[Problem to solve]
Count every line in the following entries that holds the word "ExitCode". Only the number should be given.

- - - - -

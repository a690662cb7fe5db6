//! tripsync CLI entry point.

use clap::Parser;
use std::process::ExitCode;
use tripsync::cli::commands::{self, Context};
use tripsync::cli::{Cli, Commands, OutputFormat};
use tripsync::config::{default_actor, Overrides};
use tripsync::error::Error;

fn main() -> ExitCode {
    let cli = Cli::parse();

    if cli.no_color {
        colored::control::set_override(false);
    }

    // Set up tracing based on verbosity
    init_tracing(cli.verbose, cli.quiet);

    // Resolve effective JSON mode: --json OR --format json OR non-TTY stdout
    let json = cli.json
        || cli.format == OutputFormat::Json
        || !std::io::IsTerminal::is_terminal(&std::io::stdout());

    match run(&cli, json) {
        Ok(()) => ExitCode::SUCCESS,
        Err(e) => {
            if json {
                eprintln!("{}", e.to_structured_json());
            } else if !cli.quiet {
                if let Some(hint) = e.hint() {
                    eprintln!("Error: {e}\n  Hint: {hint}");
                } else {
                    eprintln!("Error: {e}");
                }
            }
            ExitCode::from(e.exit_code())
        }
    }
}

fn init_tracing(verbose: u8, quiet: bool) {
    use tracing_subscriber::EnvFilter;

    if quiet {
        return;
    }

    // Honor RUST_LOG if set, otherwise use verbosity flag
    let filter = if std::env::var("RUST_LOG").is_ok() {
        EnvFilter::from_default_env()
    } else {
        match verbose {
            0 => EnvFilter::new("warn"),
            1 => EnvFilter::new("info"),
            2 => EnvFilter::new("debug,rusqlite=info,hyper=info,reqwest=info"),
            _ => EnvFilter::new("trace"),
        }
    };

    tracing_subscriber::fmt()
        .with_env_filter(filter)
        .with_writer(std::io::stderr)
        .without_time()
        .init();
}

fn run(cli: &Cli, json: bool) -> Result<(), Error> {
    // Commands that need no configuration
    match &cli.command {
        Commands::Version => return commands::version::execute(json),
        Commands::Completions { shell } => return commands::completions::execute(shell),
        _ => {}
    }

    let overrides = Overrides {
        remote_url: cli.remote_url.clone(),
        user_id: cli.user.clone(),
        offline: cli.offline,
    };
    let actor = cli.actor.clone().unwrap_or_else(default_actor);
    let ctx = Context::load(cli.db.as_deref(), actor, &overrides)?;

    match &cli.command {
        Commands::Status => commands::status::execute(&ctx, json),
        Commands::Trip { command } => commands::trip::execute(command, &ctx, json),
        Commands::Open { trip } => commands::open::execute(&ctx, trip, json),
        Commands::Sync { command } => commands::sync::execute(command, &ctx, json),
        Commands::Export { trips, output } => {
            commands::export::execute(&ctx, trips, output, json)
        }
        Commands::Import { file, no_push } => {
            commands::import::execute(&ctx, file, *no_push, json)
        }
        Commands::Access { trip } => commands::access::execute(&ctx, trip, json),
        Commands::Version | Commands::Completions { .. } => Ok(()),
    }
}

- - - - -

[Output below]
4